▶ _Exercise objective_: Check each line of the records below and collect those that include the word "what".

(Stored data entries)
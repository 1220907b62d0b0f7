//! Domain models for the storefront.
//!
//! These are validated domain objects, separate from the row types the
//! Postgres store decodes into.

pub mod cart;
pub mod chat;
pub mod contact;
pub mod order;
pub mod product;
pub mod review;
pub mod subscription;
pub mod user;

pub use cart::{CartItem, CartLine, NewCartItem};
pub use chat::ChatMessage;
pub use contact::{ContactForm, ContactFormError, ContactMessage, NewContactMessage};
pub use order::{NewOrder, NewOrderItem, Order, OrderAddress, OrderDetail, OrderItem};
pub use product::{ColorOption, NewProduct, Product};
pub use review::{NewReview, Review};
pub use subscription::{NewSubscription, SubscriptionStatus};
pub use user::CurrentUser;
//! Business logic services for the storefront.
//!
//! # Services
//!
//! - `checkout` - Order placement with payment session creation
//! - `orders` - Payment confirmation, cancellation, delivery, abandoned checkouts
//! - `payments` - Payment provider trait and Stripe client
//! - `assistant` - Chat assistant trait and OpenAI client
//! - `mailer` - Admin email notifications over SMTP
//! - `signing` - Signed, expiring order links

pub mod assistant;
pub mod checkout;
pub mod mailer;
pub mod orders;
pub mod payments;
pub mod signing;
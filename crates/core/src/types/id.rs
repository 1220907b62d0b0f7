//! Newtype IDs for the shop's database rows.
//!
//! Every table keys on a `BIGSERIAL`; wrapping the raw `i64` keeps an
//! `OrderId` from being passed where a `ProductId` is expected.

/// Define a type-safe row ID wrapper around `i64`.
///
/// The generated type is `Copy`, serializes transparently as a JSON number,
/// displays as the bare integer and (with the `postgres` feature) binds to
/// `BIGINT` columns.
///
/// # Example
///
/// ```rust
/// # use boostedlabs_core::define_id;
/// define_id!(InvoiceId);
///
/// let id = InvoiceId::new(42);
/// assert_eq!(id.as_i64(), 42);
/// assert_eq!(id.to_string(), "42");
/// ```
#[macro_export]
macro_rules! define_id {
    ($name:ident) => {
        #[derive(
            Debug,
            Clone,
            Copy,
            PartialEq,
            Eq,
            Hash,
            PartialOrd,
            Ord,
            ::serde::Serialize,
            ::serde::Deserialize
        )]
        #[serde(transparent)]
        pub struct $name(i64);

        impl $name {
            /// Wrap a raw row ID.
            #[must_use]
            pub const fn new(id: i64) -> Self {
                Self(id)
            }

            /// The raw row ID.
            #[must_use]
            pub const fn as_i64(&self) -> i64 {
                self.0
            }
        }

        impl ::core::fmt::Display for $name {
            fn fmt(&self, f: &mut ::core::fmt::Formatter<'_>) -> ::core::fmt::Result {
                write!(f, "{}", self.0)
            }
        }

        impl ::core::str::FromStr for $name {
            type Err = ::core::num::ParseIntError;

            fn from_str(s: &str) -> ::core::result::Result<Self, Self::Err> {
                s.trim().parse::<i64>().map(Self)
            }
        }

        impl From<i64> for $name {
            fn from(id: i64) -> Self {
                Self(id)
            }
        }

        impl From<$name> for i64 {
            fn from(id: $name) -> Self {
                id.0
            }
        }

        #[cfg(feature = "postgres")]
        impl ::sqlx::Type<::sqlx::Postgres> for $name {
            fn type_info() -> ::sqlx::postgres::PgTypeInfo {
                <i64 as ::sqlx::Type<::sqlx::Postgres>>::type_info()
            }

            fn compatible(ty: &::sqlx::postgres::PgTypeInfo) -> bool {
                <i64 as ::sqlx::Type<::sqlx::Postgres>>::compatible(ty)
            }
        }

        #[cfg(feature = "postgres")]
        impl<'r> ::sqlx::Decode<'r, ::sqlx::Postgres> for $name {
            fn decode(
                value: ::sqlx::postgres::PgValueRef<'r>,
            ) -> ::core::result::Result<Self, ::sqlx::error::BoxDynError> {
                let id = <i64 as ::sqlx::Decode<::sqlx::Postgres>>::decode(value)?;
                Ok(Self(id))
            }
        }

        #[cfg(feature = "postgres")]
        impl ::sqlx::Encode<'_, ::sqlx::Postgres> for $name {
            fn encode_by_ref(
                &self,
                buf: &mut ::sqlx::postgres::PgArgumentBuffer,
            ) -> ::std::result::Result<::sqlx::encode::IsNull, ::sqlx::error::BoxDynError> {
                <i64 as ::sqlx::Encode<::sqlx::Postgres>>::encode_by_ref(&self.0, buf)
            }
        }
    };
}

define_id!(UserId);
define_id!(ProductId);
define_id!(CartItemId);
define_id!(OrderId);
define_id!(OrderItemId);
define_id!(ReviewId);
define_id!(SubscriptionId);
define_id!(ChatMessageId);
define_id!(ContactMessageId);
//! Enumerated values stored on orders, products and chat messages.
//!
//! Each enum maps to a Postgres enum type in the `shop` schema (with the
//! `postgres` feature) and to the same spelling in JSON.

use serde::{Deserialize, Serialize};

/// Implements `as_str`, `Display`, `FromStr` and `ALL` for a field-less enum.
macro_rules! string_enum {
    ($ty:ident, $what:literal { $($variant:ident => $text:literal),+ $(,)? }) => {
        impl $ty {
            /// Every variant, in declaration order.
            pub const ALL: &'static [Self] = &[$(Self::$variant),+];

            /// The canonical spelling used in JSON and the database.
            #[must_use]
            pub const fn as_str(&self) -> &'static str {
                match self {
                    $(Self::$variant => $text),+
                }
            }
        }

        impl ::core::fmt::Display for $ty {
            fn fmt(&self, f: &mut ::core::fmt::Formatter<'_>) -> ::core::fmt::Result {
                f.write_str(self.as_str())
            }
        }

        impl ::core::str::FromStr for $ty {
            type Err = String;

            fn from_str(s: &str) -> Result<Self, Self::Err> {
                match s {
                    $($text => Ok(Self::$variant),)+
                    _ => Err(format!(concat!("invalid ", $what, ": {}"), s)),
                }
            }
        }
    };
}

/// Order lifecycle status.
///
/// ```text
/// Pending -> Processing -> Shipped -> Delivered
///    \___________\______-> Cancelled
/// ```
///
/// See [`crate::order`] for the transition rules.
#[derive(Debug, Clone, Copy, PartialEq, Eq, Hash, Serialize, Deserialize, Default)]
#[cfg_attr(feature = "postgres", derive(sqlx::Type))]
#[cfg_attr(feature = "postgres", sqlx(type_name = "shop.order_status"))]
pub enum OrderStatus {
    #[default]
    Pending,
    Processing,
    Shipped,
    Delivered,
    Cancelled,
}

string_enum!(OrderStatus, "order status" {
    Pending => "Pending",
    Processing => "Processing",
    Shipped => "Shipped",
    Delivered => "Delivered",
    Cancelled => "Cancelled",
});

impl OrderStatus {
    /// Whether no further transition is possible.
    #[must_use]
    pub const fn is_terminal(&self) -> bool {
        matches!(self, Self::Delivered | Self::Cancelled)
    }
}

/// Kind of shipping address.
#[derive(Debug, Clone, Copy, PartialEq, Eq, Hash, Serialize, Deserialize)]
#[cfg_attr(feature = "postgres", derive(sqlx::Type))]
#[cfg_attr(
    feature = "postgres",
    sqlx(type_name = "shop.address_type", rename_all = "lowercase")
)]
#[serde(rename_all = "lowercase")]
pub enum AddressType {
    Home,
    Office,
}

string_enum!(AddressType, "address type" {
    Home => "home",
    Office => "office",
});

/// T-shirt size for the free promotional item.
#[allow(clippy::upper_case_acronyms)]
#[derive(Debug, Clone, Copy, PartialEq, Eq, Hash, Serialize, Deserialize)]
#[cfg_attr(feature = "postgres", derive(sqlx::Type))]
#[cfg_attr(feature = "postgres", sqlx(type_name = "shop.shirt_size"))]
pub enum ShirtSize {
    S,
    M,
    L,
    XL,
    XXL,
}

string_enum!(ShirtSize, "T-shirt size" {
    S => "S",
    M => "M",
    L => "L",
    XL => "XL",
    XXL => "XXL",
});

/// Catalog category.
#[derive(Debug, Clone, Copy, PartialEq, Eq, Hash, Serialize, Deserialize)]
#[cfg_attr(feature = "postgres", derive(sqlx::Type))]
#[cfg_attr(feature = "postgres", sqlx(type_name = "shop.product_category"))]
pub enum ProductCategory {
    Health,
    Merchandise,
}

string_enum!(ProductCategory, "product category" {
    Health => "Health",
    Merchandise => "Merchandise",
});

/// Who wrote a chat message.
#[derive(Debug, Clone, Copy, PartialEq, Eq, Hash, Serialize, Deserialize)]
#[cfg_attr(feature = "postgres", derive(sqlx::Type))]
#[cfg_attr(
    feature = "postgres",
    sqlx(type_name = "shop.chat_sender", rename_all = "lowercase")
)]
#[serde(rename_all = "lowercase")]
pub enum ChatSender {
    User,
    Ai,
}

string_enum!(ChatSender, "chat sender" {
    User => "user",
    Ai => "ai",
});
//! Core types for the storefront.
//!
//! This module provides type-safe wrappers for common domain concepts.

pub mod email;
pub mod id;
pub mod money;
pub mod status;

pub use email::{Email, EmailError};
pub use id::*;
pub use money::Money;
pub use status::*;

▶ _Your response_:
    ($ty:ident, $what:literal { $($variant:ident => $text:literal),+ $(,)? }) => {
                    _ => Err(format!(concat!("invalid ", $what, ": {}"), s)),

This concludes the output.